Canadian Gold’s principal asset is its 100 percent interest in the Tartan Mine, located in Manitoba, Canada. The Tartan Mine is a high-grade former producing mine with existing infrastructure and high exploration potential. The mine has access to a skilled workforce, inexpensive renewable power, and a supportive mining and taxation environment. Canadian Gold also holds a 100 percent interest in greenfield exploration properties in the Hammond Reef and Malartic South projects, which are adjacent to some of Canada’s largest gold mines and development projects in Ontario and Quebec.
“I am enthusiastic about the Tartan Mine for several reasons. First, it is a high-grade gold deposit with strong exploration potential in Canada. Second, the existing infrastructure, including the mine ramp, roads, and power, provides an opportunity to restart operations within a relatively short timeframe. Third, Manitoba stands out as one of the world’s premier mining jurisdictions, offering a skilled workforce, low-cost renewable energy, and attractive mining tax credits,” said Rob McEwen, chairman and chief owner of McEwen.
Additionally, the Tartan Mine shares many similarities with our Fox Complex, enabling us to leverage our internal expertise and resources to maximize its potential,” added McEwen.
“I’d like to thank Rob McEwen, McEwen Inc., and all our shareholders for the support of Canadian Gold Corp. over the past several years. We believe that this acquisition by McEwen is a fantastic result for our shareholders as we will benefit from a broader portfolio of high-quality assets,” said Peter Shippen, chairman of Canadian Gold.
The LOI provides for the parties to enter into a definitive arrangement agreement setting out the final terms and conditions of the proposed transaction.
The proposed transaction was approved by the board of directors of both McEwen and Canadian Gold, based on the recommendation of their respective special committees comprised of independent and disinterested directors.
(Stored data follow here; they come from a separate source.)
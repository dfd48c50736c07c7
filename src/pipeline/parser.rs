//! Chain description parser using winnow.
//!
//! Parses gst-launch style descriptions into an ordered list of
//! [`StageSpec`]s:
//!
//! ```text
//! appsrc do-timestamp=true ! queue max-size-bytes=83886080 ! vp8dec threads=16 ! appsink drop=true
//! ```
//!
//! # Syntax
//!
//! - Stages are separated by `!`
//! - Properties are specified as `name=value` after the stage name
//! - Values can be quoted strings, booleans, numbers, or bare words
//! - Whitespace is optional around `!` and `=`
//! - A `queue` entry configures the queue feeding the stage after it; a
//!   stage with no `queue` in front of it gets none
//! - `name=...` sets the instance name instead of a property

use crate::error::{Error, Result};
use crate::pipeline::config::{Properties, QueueConfig, StageConfig, StageSpec};
use std::fmt;
use winnow::Parser;
use winnow::ascii::{alpha1, digit1, multispace0};
use winnow::combinator::{alt, delimited, opt, repeat, separated};
use winnow::error::ContextError;
use winnow::token::{take_till, take_while};

type WResult<T> = std::result::Result<T, ContextError>;

/// A property value in a chain description.
#[derive(Debug, Clone, PartialEq)]
pub enum PropertyValue {
    /// A string value (quoted or unquoted).
    String(String),
    /// An integer value.
    Integer(i64),
    /// A floating-point value.
    Float(f64),
    /// A boolean value.
    Bool(bool),
}

impl PropertyValue {
    /// Get as a string, converting if necessary.
    pub fn as_string(&self) -> String {
        match self {
            PropertyValue::String(s) => s.clone(),
            PropertyValue::Integer(i) => i.to_string(),
            PropertyValue::Float(f) => f.to_string(),
            PropertyValue::Bool(b) => b.to_string(),
        }
    }

    /// Try to get as an integer.
    pub fn as_i64(&self) -> Option<i64> {
        match self {
            PropertyValue::Integer(i) => Some(*i),
            PropertyValue::String(s) => s.parse().ok(),
            _ => None,
        }
    }

    /// Try to get as a u64.
    pub fn as_u64(&self) -> Option<u64> {
        self.as_i64().and_then(|i| u64::try_from(i).ok())
    }

    /// Try to get as a float.
    pub fn as_f64(&self) -> Option<f64> {
        match self {
            PropertyValue::Float(f) => Some(*f),
            PropertyValue::Integer(i) => Some(*i as f64),
            PropertyValue::String(s) => s.parse().ok(),
            _ => None,
        }
    }

    /// Try to get as a boolean.
    pub fn as_bool(&self) -> Option<bool> {
        match self {
            PropertyValue::Bool(b) => Some(*b),
            PropertyValue::String(s) => match s.to_lowercase().as_str() {
                "true" | "yes" | "1" => Some(true),
                "false" | "no" | "0" => Some(false),
                _ => None,
            },
            PropertyValue::Integer(i) => Some(*i != 0),
            _ => None,
        }
    }
}

/// Renders in description syntax; strings are always quoted so they parse
/// back as strings.
impl fmt::Display for PropertyValue {
    fn fmt(&self, f: &mut fmt::Formatter<'_>) -> fmt::Result {
        match self {
            PropertyValue::String(s) if s.contains('"') => write!(f, "'{s}'"),
            PropertyValue::String(s) => write!(f, "\"{s}\""),
            PropertyValue::Integer(i) => write!(f, "{i}"),
            PropertyValue::Float(v) => write!(f, "{v:?}"),
            PropertyValue::Bool(b) => write!(f, "{b}"),
        }
    }
}

macro_rules! impl_from_int {
    ($($t:ty),*) => {
        $(impl From<$t> for PropertyValue {
            fn from(v: $t) -> Self {
                PropertyValue::Integer(i64::from(v))
            }
        })*
    };
}

impl_from_int!(i32, i64, u8, u32);

impl From<u64> for PropertyValue {
    fn from(v: u64) -> Self {
        PropertyValue::Integer(i64::try_from(v).unwrap_or(i64::MAX))
    }
}

impl From<usize> for PropertyValue {
    fn from(v: usize) -> Self {
        PropertyValue::Integer(i64::try_from(v).unwrap_or(i64::MAX))
    }
}

impl From<f64> for PropertyValue {
    fn from(v: f64) -> Self {
        PropertyValue::Float(v)
    }
}

impl From<bool> for PropertyValue {
    fn from(v: bool) -> Self {
        PropertyValue::Bool(v)
    }
}

impl From<&str> for PropertyValue {
    fn from(v: &str) -> Self {
        PropertyValue::String(v.to_string())
    }
}

impl From<String> for PropertyValue {
    fn from(v: String) -> Self {
        PropertyValue::String(v)
    }
}

/// A parsed stage before queue folding.
#[derive(Debug, Clone, PartialEq)]
struct ParsedElement {
    name: String,
    properties: Vec<(String, PropertyValue)>,
}

/// Parse a chain description.
///
/// # Example
///
/// ```rust
/// use visionpipe::pipeline::config::QueuePlacement;
/// use visionpipe::pipeline::parser::parse_pipeline;
///
/// let stages = parse_pipeline("appsrc ! queue max-size-bytes=1024 ! vp8dec threads=4 ! appsink").unwrap();
/// assert_eq!(stages.len(), 3);
/// assert_eq!(stages[1].factory, "vp8dec");
/// assert!(matches!(stages[1].queue, QueuePlacement::Custom(q) if q.max_bytes == 1024));
/// ```
pub fn parse_pipeline(input: &str) -> Result<Vec<StageSpec>> {
    let elements = pipeline
        .parse(input.trim())
        .map_err(|e| Error::Parse(format!("{e}")))?;
    fold_queues(elements)
}

/// Turn `queue` entries into the queue placement of the stage after them.
fn fold_queues(elements: Vec<ParsedElement>) -> Result<Vec<StageSpec>> {
    let mut specs = Vec::with_capacity(elements.len());
    let mut pending: Option<QueueConfig> = None;

    for element in elements {
        let mut properties = Properties::from(element.properties);
        let name = properties.take("name").map(|v| v.as_string());

        if element.name == QueueConfig::FACTORY {
            if pending.is_some() {
                return Err(Error::Parse("two queues in a row".into()));
            }
            pending = Some(QueueConfig::from_properties(&properties)?);
            continue;
        }

        let mut spec = StageSpec::new(element.name).with_properties(properties);
        spec.name = name;
        spec = match pending.take() {
            Some(q) => spec.with_queue(q),
            None => spec.without_queue(),
        };
        specs.push(spec);
    }

    if pending.is_some() {
        return Err(Error::Parse("queue must be followed by a stage".into()));
    }
    Ok(specs)
}

/// Parse a complete description.
fn pipeline(input: &mut &str) -> WResult<Vec<ParsedElement>> {
    let elements = separated(1.., element, link_separator).parse_next(input)?;

    // Ensure we consumed all input
    multispace0.parse_next(input)?;
    if !input.is_empty() {
        return Err(ContextError::new());
    }

    Ok(elements)
}

/// Parse a stage (name + optional properties).
fn element(input: &mut &str) -> WResult<ParsedElement> {
    let _ = multispace0.parse_next(input)?;
    let name: &str = identifier.parse_next(input)?;
    let _ = multispace0.parse_next(input)?;

    let properties: Vec<(String, PropertyValue)> = repeat(0.., property).parse_next(input)?;

    Ok(ParsedElement {
        name: name.to_string(),
        properties,
    })
}

/// Parse the link separator `!`.
fn link_separator(input: &mut &str) -> WResult<()> {
    let _ = multispace0.parse_next(input)?;
    let _ = '!'.parse_next(input)?;
    let _ = multispace0.parse_next(input)?;
    Ok(())
}

/// Parse an identifier (stage name or property name).
fn identifier<'a>(input: &mut &'a str) -> WResult<&'a str> {
    (
        alt((alpha1::<_, ContextError>, "_")),
        take_while(0.., |c: char| c.is_alphanumeric() || c == '_' || c == '-'),
    )
        .take()
        .parse_next(input)
}

/// Parse a property (key=value).
fn property(input: &mut &str) -> WResult<(String, PropertyValue)> {
    let _ = multispace0.parse_next(input)?;

    // Not a property unless an identifier is followed by `=`; consume nothing then.
    let checkpoint = *input;

    let key: &str = match identifier.parse_next(input) {
        Ok(k) => k,
        Err(_) => {
            *input = checkpoint;
            return Err(ContextError::new());
        }
    };

    let _ = multispace0.parse_next(input)?;

    if input.starts_with('=') {
        let _ = '='.parse_next(input)?;
    } else {
        *input = checkpoint;
        return Err(ContextError::new());
    }

    let _ = multispace0.parse_next(input)?;
    let value = property_value.parse_next(input)?;
    let _ = multispace0.parse_next(input)?;

    Ok((key.to_string(), value))
}

/// Parse a property value.
fn property_value(input: &mut &str) -> WResult<PropertyValue> {
    alt((
        quoted_string.map(PropertyValue::String),
        boolean.map(PropertyValue::Bool),
        float.map(PropertyValue::Float),
        integer.map(PropertyValue::Integer),
        bare_string.map(PropertyValue::String),
    ))
    .parse_next(input)
}

/// Parse a quoted string.
fn quoted_string(input: &mut &str) -> WResult<String> {
    alt((
        delimited('"', take_till(0.., '"'), '"'),
        delimited('\'', take_till(0.., '\''), '\''),
    ))
    .map(|s: &str| s.to_string())
    .parse_next(input)
}

/// Parse a boolean. The whole word must match, so `none` stays a string.
fn boolean(input: &mut &str) -> WResult<bool> {
    bare_word
        .verify_map(|s: &str| match s {
            "true" | "yes" => Some(true),
            "false" | "no" => Some(false),
            _ => None,
        })
        .parse_next(input)
}

/// Parse an integer.
fn integer(input: &mut &str) -> WResult<i64> {
    let negative = opt('-').parse_next(input)?;
    let digits: &str = digit1.parse_next(input)?;

    // A float or a word that merely starts with digits
    if input.starts_with(|c: char| !c.is_whitespace() && c != '!') {
        return Err(ContextError::new());
    }

    let value: i64 = digits.parse().map_err(|_| ContextError::new())?;

    Ok(if negative.is_some() { -value } else { value })
}

/// Parse a float.
fn float(input: &mut &str) -> WResult<f64> {
    let negative = opt('-').parse_next(input)?;
    let int_part: &str = digit1.parse_next(input)?;
    let _ = '.'.parse_next(input)?;
    let frac_part: &str = digit1.parse_next(input)?;

    let s = format!(
        "{}{}.{}",
        if negative.is_some() { "-" } else { "" },
        int_part,
        frac_part
    );
    s.parse().map_err(|_| ContextError::new())
}

fn bare_word<'a>(input: &mut &'a str) -> WResult<&'a str> {
    take_while(1.., |c: char| !c.is_whitespace() && c != '!' && c != '=').parse_next(input)
}

/// Parse a bare (unquoted) string value.
/// Stops at whitespace or `!`.
fn bare_string(input: &mut &str) -> WResult<String> {
    bare_word.map(|s: &str| s.to_string()).parse_next(input)
}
These special committees reached their decisions after consulting with their independent legal and financial advisors.
McEwen provides its shareholders with exposure to gold, copper, and silver in the Americas by way of its three mines located in the USA, Canada, and Argentina and its large advanced-stage copper development project in Argentina. It also has a gold and silver mine on care and maintenance in Mexico. Its Los Azules copper project aims to become one of the world’s first regenerative copper mines and is committed to carbon neutrality by 2038.
Canadian Gold Corp. is a Canadian-based mineral exploration and development company whose objective is to expand the high-grade gold resource at the past producing Tartan Mine, located in Flin Flon, Manitoba. The company also holds a 100 percent interest in greenfield exploration properties in Ontario and Quebec adjacent to some of Canada’s largest gold mines and development projects, specifically, the Canadian Malartic Mine, Hemlo Mine, and Hammond Reef Project.